## Work order
In the material below, find each line holding the string "json" and copy it.

## Source records
##########

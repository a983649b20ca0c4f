use genetic_features::config::{AppConfig, FitScope, SymbolicParams, SyntheticConfig};
use genetic_features::data::{BarSource, CachedBarSource, SyntheticConnector};
use genetic_features::engines::generation::{
    generate_symbolic_features, ProgramSummary, SymbolicFeatureGenerator, SymbolicFeatureSet,
    SymbolicMetadata,
};
use genetic_features::engines::splitters::{ChronologicalSplitter, DataSplitter};
use genetic_features::engines::Pipeline;
use genetic_features::ml::features::{scale, LinearFeatureBuilder};
use genetic_features::ml::filtering::{Experiment, FeatureSelector};
use genetic_features::utils::stats;
use genetic_features::{FeaturePipelineError, FeatureTable, Result, Stage};
use std::cell::Cell;
use std::rc::Rc;

fn table(columns: Vec<(&str, Vec<f64>)>) -> FeatureTable {
    FeatureTable::from_columns(
        columns
            .into_iter()
            .map(|(name, values)| (name.to_string(), values))
            .collect(),
    )
    .unwrap()
}

/// Builds two programs from the target and the first lag, and records every call.
struct RecordingGenerator {
    calls: Rc<Cell<usize>>,
}

impl SymbolicFeatureGenerator for RecordingGenerator {
    fn generate(
        &mut self,
        features: &FeatureTable,
        target: &str,
        _params: &SymbolicParams,
    ) -> Result<SymbolicFeatureSet> {
        self.calls.set(self.calls.get() + 1);
        let lag = features.column(&format!("{}_lag_1", target))?;
        let hl = features.column("hl")?;

        let product: Vec<f64> = lag.iter().zip(&hl).map(|(a, b)| a * b).collect();
        let absolute: Vec<f64> = lag.iter().map(|v| v.abs()).collect();

        Ok(SymbolicFeatureSet {
            features: FeatureTable::from_columns(vec![
                ("gp_0".to_string(), product),
                ("gp_1".to_string(), absolute),
            ])?,
            metadata: SymbolicMetadata {
                best_programs: vec![ProgramSummary {
                    expression: format!("mul({}_lag_1, hl)", target),
                    fitness: 0.2,
                    raw_fitness: 0.21,
                    length: 3,
                    depth: 1,
                }],
                generations: vec![],
            },
        })
    }

    fn name(&self) -> &str {
        "recording"
    }
}

#[test]
fn test_monotonic_close_lags_then_standardises() {
    let close: Vec<f64> = (1..=20).map(|i| 100.0 + i as f64).collect();
    let bars = table(vec![("close", close)]);

    let linear = LinearFeatureBuilder::new(3, "close").build(&bars).unwrap();

    assert_eq!(linear.height(), 17);
    assert_eq!(
        linear.column_names(),
        vec!["close", "close_lag_1", "close_lag_2", "close_lag_3"]
    );
    // First kept row is bar 3; its first lag is bar 2
    assert_eq!(linear.column("close").unwrap()[0], 104.0);
    assert_eq!(linear.column("close_lag_1").unwrap()[0], 103.0);

    let scaled = scale(&linear, "standard").unwrap();
    let lag_1 = scaled.column("close_lag_1").unwrap();
    assert!(stats::mean(&lag_1).abs() < 1e-9);
    assert!((stats::sample_std(&lag_1).powi(2) - 1.0).abs() < 1e-9);
}

#[test]
fn test_eighty_percent_split_of_ten_rows() {
    let data = table(vec![
        ("t", (0..10).map(|i| i as f64).collect()),
        ("x", (0..10).map(|i| (i * i) as f64).collect()),
    ]);

    let split = ChronologicalSplitter::new(0.8).split(&data, "t").unwrap();
    assert_eq!(split.train_rows(), 8);
    assert_eq!(split.val_rows(), 2);
    assert_eq!(split.train_x.column_names(), vec!["x"]);

    let train_t = split.train_y.column("t").unwrap();
    let val_t = split.val_y.column("t").unwrap();
    assert_eq!(val_t, vec![8.0, 9.0]);
    assert!(train_t.iter().all(|t| val_t.iter().all(|v| t < v)));
}

#[test]
fn test_duplicated_columns_keep_the_first() {
    let a = vec![1.0, 2.0, 3.0, 4.0, 5.0, 6.0];
    let b: Vec<f64> = a.iter().map(|v| 2.0 * v).collect();
    let c: Vec<f64> = a.iter().map(|v| 3.0 * v + 1.0).collect();
    let data = table(vec![
        ("y", vec![1.0, 3.0, 2.0, 5.0, 4.0, 6.0]),
        ("a", a),
        ("b", b),
        ("c", c),
    ]);

    let outcome = FeatureSelector::new(0.0, 0.5).unwrap().select(&data, "y").unwrap();
    assert!(outcome.dropped_low_target.is_empty());
    assert_eq!(outcome.table.column_names(), vec!["y", "a"]);
    assert_eq!(outcome.dropped_redundant, vec!["b", "c"]);
}

#[test]
fn test_bad_probabilities_stop_before_generator() {
    let calls = Rc::new(Cell::new(0));
    let mut generator = RecordingGenerator {
        calls: Rc::clone(&calls),
    };
    let params = SymbolicParams {
        prob_crossover: 0.4,
        prob_subtree_mutation: 0.45,
        prob_hoist_mutation: 0.05,
        prob_point_mutation: 0.05,
        ..SymbolicParams::default()
    };
    let data = table(vec![
        ("co", vec![1.0, 2.0, 3.0]),
        ("co_lag_1", vec![0.0, 1.0, 2.0]),
        ("hl", vec![1.0, 1.0, 2.0]),
    ]);

    let result = generate_symbolic_features(&mut generator, &data, "co", &params);
    assert!(matches!(result, Err(FeaturePipelineError::InvalidConfiguration(_))));
    assert_eq!(calls.get(), 0);
}

#[test]
fn test_full_run_with_symbolic_features() {
    let calls = Rc::new(Cell::new(0));
    let mut config = AppConfig::default();
    config.features.memory = 2;
    config.symbolic.enabled = true;
    config.selection.experiment = Experiment::Combined;
    config.model.ridge = 1e-3;

    let source = SyntheticConnector::new(SyntheticConfig {
        bars: 120,
        seed: 3,
        ..SyntheticConfig::default()
    });
    let mut pipeline = Pipeline::new(config, Box::new(source))
        .unwrap()
        .with_generator(Box::new(RecordingGenerator {
            calls: Rc::clone(&calls),
        }));

    let output = pipeline.run().unwrap();
    let report = &output.report;

    assert_eq!(calls.get(), 1);
    assert_eq!(report.bars, 120);
    assert_eq!(output.linear.height(), 118);
    assert_eq!(report.symbolic_columns, vec!["gp_0", "gp_1"]);
    assert_eq!(report.best_programs.len(), 1);
    // 9 spreads x 3 plus 2 symbolic columns
    assert_eq!(report.selected_columns.len(), 29);
    assert_eq!(report.train_rows + report.validation_rows, 118);
    assert_eq!(report.training.features.len(), 28);
    assert!(report.training.train.r2 > 0.0);

    let json = serde_json::to_string(report).unwrap();
    assert!(json.contains("\"experiment\":\"combined\""));
}

#[test]
fn test_threshold_run_from_cached_bars() {
    let dir = std::env::temp_dir().join(format!("genfeat_it_{}", std::process::id()));
    let _ = std::fs::remove_dir_all(&dir);
    let cache = dir.join("bars.csv");

    let source = CachedBarSource::new(
        SyntheticConnector::new(SyntheticConfig {
            bars: 150,
            ..SyntheticConfig::default()
        }),
        &cache,
    );
    let bars = source.load().unwrap();
    assert!(cache.exists());

    let mut config = AppConfig::default();
    config.data.cache_path = Some(cache.clone());
    config.model.ridge = 1e-3;
    let mut pipeline = Pipeline::from_config(config).unwrap();
    let output = pipeline.run().unwrap();

    assert_eq!(output.report.bars, bars.len());
    assert_eq!(output.report.selected_columns[0], "co");
    // Each selected feature clears the target threshold on the combined table
    for name in output.report.selected_columns.iter().skip(1) {
        let corr = stats::pearson(
            &output.scaled.column(name).unwrap(),
            &output.scaled.column("co").unwrap(),
        );
        assert!(corr.abs() >= 0.10);
    }

    std::fs::remove_dir_all(&dir).unwrap();
}

#[test]
fn test_split_failure_names_stage() {
    for scope in [FitScope::Full, FitScope::Train] {
        let mut config = AppConfig::default();
        config.features.memory = 1;
        config.features.fit_scope = scope;
        config.selection.experiment = Experiment::Combined;

        let source = SyntheticConnector::new(SyntheticConfig {
            bars: 2,
            ..SyntheticConfig::default()
        });
        let err = Pipeline::new(config, Box::new(source))
            .unwrap()
            .run()
            .err()
            .unwrap();

        assert_eq!(err.stage(), Some(Stage::Split));
        assert!(matches!(err.root(), FeaturePipelineError::InvalidParameter(_)));
    }
}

##########

## Output for this task
    let json = serde_json::to_string(report).unwrap();
    assert!(json.contains("\"experiment\":\"combined\""));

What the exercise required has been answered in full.